*** Opening The data ***
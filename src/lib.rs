//! Core of a toy Halide: an IR of reference-counted expression and
//! statement nodes, pipeline functions with their schedules, and a cost
//! model for regions of those functions.
// TODO: lowering of Function + Schedule into a loop nest Stmt

pub mod ptr;
pub mod error;
#[macro_use]
pub mod ir;
pub mod func;
pub mod cost;

pub use crate::error::{Error, Result};
pub use crate::ptr::*;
*** Closing The data ***
__Problem description__: The answer should be nothing more than the lines from the one with "pub mod ir;" through the end of the entries, restated word for word.

__Result__:
pub mod ir;
pub mod func;
pub mod cost;

pub use crate::error::{Error, Result};
pub use crate::ptr::*;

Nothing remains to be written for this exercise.